The Sweet Sweet Fantasy Tour
- Location: Africa; Europe; North America;
- Start date: March 15, 2016
- End date: November 26, 2016
- Legs: 4
- No. of shows: 31
- Box office: $6,768,754 (10 reported shows)

Mariah Carey concert chronology
- #1 to Infinity (2015–17); The Sweet Sweet Fantasy Tour (2016); All the Hits Tour (2017);

= The Sweet Sweet Fantasy Tour =

2016 concert tour by Mariah Carey

The Sweet Sweet Fantasy Tour was the ninth concert tour by American singer-songwriter Mariah Carey. The tour was featured prominently in the singer's docu-series Mariah's World.

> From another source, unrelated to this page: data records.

//! # prism-core
//!
//! Prompt template resolution.
//!
//! This crate turns a declarative prompt template plus a runtime variable set
//! into a concrete request payload:
//! - Validate the template's structure before use
//! - Substitute `${dotted.path}` placeholders from nested variables
//! - Report which variable paths the template referenced
//!
//! ## Key Guarantees
//!
//! 1. **Non-mutating**: The source template is never modified
//! 2. **Total**: Resolution always returns or fails; cyclic variables render
//!    as `[Object]` instead of recursing
//! 3. **Fail-fast**: Structurally invalid templates are rejected, never
//!    resolved partially
//! 4. **No I/O**: Resolution is a pure data transformation
//!
//! ## Example
//!
//! ```rust
//! use prism_core::{process_template, PromptTemplate, TemplateBody, VariableSet};
//! use serde_json::json;
//!
//! let body = TemplateBody {
//!     task: "Review the ${language} code".to_string(),
//!     context: Some(json!({ "file": "${file.path}" })),
//!     instructions: "Point out bugs first.".to_string(),
//!     output_format: Some(json!({ "issues": "list" })),
//!     variables: Some(vec!["language".into(), "file.path".into()]),
//! };
//! let template = PromptTemplate::new("code-review", "Code Review", body);
//! let variables = VariableSet::new().with("language", "TypeScript");
//!
//! let payload = process_template(&template, &variables).unwrap();
//! assert_eq!(payload.body.task, "Review the TypeScript code");
//! assert_eq!(payload.variables_used, vec!["language", "file.path"]);
//! ```

pub mod patterns;
pub mod resolver;
pub mod template;
pub mod variables;

// Re-export main types at crate root
pub use resolver::{
    process_template, substitute_variables, validate_template, ResolvedPayload,
    TemplateValidation,
};
pub use template::{
    PromptLibrary, PromptTemplate, TemplateBody, TemplateCategory, TemplateError,
    TemplateMetadata,
};
pub use variables::{VarMap, Variable, VariableSet, CYCLE_MARKER};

The tour kicked off with a show at The SSE Hydro in Glasgow, Scotland, on March 15, 2016, and concluded with a show at the Neal S. Blaisdell Center in Honolulu, Hawaii, on November 26, 2016. The tour saw Carey play six venues across Great Britain and various others across Europe, as well as several dates in Africa. The Sweet Sweet Fantasy Tour is Carey's first tour to visit the European region in 13 years, the last being the Charmbracelet World Tour in 2003. It is also her first tour to visit Hawaii in almost two decades.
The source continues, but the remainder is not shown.